Among the eight Netflix titles at TIFF are “Marriage Story”, “The Two Popes”, “The Laundromat” and “My Name Is Dolemite”.

The exclusive 90-day theatrical window has become a life and death battleground between streamers and exhibitors. More recently, Netflix has tried – and failed – to get big show chains like AMC, Regal and Cinemark to screen Martin Scorsese’s “The Irishman,” offering the compromise of a 45-day window. The channels have said they cannot go below 75 days, and “The Irishman” will now get an exclusive limited theatrical release on independent screens on November 1 before moving to Netflix on November 27.
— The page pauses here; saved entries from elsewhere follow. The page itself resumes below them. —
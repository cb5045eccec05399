//! In-memory prompt template store implementation.
//!
//! Useful for testing and ephemeral runs.

use super::{PromptStore, PromptTemplate};
use crate::error::{Result, SkriftError};
use async_trait::async_trait;
use chrono::Utc;
use std::collections::HashMap;
use std::sync::RwLock;
use uuid::Uuid;

/// In-memory prompt store.
pub struct MemoryPromptStore {
    templates: RwLock<HashMap<Uuid, PromptTemplate>>,
}

impl MemoryPromptStore {
    /// Create a new in-memory prompt store.
    pub fn new() -> Self {
        Self {
            templates: RwLock::new(HashMap::new()),
        }
    }
}

impl Default for MemoryPromptStore {
    fn default() -> Self {
        Self::new()
    }
}

#[async_trait]
impl PromptStore for MemoryPromptStore {
    async fn list(&self) -> Result<Vec<PromptTemplate>> {
        let templates = self.templates.read().unwrap();

        let mut all: Vec<PromptTemplate> = templates.values().cloned().collect();
        all.sort_by(|a, b| b.created_at.cmp(&a.created_at));

        Ok(all)
    }

    async fn get(&self, id: Uuid) -> Result<PromptTemplate> {
        let templates = self.templates.read().unwrap();
        templates
            .get(&id)
            .cloned()
            .ok_or_else(|| SkriftError::PromptNotFound(id.to_string()))
    }

    async fn find_by_name(&self, name: &str) -> Result<Option<PromptTemplate>> {
        let templates = self.templates.read().unwrap();
        Ok(templates.values().find(|t| t.name == name).cloned())
    }

    async fn create(&self, name: &str, text: &str) -> Result<PromptTemplate> {
        let template = PromptTemplate::new(name.to_string(), text.to_string());

        let mut templates = self.templates.write().unwrap();
        templates.insert(template.id, template.clone());

        Ok(template)
    }

    async fn update(&self, id: Uuid, name: &str, text: &str) -> Result<PromptTemplate> {
        let mut templates = self.templates.write().unwrap();

        let template = templates
            .get_mut(&id)
            .ok_or_else(|| SkriftError::PromptNotFound(id.to_string()))?;

        template.name = name.to_string();
        template.text = text.to_string();
        template.updated_at = Utc::now();

        Ok(template.clone())
    }

    async fn delete(&self, id: Uuid) -> Result<()> {
        let mut templates = self.templates.write().unwrap();
        templates
            .remove(&id)
            .map(|_| ())
            .ok_or_else(|| SkriftError::PromptNotFound(id.to_string()))
    }
}

#[cfg(test)]
mod tests {
    use super::*;

    #[tokio::test]
    async fn test_crud_cycle() {
        let store = MemoryPromptStore::new();

        let created = store.create("summary", "Summarize this.").await.unwrap();
        assert_eq!(store.list().await.unwrap().len(), 1);

        let updated = store.update(created.id, "summary", "Be brief.").await.unwrap();
        assert_eq!(updated.text, "Be brief.");

        store.delete(created.id).await.unwrap();
        assert!(store.list().await.unwrap().is_empty());
    }

    #[tokio::test]
    async fn test_delete_unknown_id() {
        let store = MemoryPromptStore::new();

        let err = store.delete(Uuid::new_v4()).await.unwrap_err();
        assert!(matches!(err, SkriftError::PromptNotFound(_)));
    }
}
//! Prompt template management command.

use super::open_prompt_store;
use crate::cli::{Output, PromptAction};
use crate::config::Settings;
use crate::prompt_store::PromptStore;
use anyhow::Result;
use std::sync::Arc;

/// Run the prompt command.
pub async fn run_prompt(action: &PromptAction, settings: Settings) -> Result<()> {
    let store = open_prompt_store(&settings)?;

    match action {
        PromptAction::List => {
            let templates = store.list().await?;

            if templates.is_empty() {
                Output::info("No stored prompt templates.");
                Output::info("Add one with: skrift prompt add <name> <text>");
                return Ok(());
            }

            Output::header("Prompt Templates");
            for template in &templates {
                Output::prompt_item(&template.name, &template.id.to_string(), &template.text);
            }
        }

        PromptAction::Show { name } => {
            let template = require_by_name(&store, name).await?;
            Output::kv("Name", &template.name);
            Output::kv("Id", &template.id.to_string());
            Output::kv("Updated", &template.updated_at.to_rfc3339());
            println!();
            println!("{}", template.text);
        }

        PromptAction::Add { name, text } => {
            if store.find_by_name(name).await?.is_some() {
                Output::error(&format!("A prompt named '{}' already exists.", name));
                Output::info("Edit it with: skrift prompt edit <name> <text>");
                return Err(anyhow::anyhow!("prompt already exists: {}", name));
            }

            let template = store.create(name, text).await?;
            Output::success(&format!("Added prompt '{}' ({})", template.name, template.id));
        }

        PromptAction::Edit { name, text } => {
            let template = require_by_name(&store, name).await?;
            store.update(template.id, name, text).await?;
            Output::success(&format!("Updated prompt '{}'", name));
        }

        PromptAction::Delete { name } => {
            let template = require_by_name(&store, name).await?;
            store.delete(template.id).await?;
            Output::success(&format!("Deleted prompt '{}'", name));
        }
    }

    Ok(())
}

async fn require_by_name(
    store: &Arc<dyn PromptStore>,
    name: &str,
) -> Result<crate::prompt_store::PromptTemplate> {
    match store.find_by_name(name).await? {
        Some(template) => Ok(template),
        None => {
            Output::error(&format!("No stored prompt named '{}'", name));
            Output::info("List available prompts with 'skrift prompt list'.");
            Err(anyhow::anyhow!("prompt not found: {}", name))
        }
    }
}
After following traditional exhibition windows with earlier releases, Amazon has moved to a model closer to Netflix with films like “The Report” and “The Aeronauts,” both of which will receive theatrical releases two weeks before. to upgrade to Amazon Prime.

This is a developing story. Check back for more updates.

Eric Kohn and Anne Thompson contributed to this report.